Work to complete ▸ Among the entries below, how many lines include "NotFoundError"? Answer with the number only.

Data for review ▸
BEGIN

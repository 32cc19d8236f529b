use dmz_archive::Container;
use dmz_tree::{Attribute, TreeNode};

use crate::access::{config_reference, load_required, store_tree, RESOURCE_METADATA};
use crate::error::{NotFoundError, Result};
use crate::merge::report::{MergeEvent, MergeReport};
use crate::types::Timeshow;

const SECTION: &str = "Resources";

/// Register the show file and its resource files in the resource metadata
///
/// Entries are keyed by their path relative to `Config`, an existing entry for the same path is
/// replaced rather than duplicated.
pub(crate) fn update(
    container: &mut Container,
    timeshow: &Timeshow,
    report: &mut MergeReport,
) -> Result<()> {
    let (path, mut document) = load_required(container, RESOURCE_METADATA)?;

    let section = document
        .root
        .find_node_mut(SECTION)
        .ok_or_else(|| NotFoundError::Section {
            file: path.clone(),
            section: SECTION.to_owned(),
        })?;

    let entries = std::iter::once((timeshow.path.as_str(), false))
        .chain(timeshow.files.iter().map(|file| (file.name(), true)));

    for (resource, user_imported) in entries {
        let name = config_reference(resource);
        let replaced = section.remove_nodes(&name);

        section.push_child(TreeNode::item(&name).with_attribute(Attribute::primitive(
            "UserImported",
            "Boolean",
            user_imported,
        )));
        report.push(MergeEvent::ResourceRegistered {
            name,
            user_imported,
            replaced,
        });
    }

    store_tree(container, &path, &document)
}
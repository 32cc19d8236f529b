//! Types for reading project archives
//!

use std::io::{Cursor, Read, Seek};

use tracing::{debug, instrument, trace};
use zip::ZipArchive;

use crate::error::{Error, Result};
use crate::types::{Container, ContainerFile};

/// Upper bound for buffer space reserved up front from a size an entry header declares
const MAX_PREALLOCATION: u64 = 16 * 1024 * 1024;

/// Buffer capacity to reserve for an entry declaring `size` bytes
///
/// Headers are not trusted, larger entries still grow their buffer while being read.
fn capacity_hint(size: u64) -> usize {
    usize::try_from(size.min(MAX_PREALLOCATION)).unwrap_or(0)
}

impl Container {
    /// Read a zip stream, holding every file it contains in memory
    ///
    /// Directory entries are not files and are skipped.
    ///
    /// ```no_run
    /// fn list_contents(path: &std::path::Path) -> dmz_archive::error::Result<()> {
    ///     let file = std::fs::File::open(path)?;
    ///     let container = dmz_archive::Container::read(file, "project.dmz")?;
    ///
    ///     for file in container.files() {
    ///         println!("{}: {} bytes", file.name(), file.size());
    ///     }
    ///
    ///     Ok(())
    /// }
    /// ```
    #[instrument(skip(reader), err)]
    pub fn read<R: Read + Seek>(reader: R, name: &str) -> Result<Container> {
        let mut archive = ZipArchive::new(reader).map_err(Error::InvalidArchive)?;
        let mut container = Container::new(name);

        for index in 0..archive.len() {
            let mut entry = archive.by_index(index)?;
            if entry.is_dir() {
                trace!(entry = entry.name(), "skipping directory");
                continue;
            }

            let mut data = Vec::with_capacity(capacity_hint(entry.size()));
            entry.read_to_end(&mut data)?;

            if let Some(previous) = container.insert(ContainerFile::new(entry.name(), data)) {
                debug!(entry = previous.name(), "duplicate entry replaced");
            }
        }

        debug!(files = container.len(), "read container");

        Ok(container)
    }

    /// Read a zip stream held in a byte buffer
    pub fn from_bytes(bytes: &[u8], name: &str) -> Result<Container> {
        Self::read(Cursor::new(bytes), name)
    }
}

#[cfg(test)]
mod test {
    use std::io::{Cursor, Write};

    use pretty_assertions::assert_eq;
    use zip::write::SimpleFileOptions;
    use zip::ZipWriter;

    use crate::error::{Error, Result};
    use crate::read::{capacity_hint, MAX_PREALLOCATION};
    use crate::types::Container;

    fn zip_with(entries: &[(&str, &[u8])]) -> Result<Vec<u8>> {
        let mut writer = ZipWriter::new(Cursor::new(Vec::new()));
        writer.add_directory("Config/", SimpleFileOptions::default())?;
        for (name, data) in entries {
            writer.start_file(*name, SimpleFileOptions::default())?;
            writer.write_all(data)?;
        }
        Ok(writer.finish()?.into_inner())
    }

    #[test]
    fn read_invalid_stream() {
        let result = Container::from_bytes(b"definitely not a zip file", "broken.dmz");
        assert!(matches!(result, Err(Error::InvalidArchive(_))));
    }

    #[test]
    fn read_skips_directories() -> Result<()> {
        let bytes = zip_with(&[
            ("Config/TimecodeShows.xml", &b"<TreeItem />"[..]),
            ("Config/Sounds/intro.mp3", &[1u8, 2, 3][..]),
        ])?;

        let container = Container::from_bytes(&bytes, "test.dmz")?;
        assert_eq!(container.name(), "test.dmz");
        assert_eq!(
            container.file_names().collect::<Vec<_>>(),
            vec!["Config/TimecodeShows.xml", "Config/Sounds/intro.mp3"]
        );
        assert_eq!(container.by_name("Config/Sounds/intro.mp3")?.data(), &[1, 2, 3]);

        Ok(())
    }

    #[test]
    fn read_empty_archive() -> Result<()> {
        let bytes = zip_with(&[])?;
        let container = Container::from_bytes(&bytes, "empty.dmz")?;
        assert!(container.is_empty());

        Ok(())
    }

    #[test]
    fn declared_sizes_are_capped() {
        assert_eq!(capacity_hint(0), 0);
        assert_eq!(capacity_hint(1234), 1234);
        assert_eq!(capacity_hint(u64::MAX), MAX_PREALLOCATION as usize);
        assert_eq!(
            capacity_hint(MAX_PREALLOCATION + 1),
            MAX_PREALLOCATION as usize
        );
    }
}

END

Final answer ▸ 2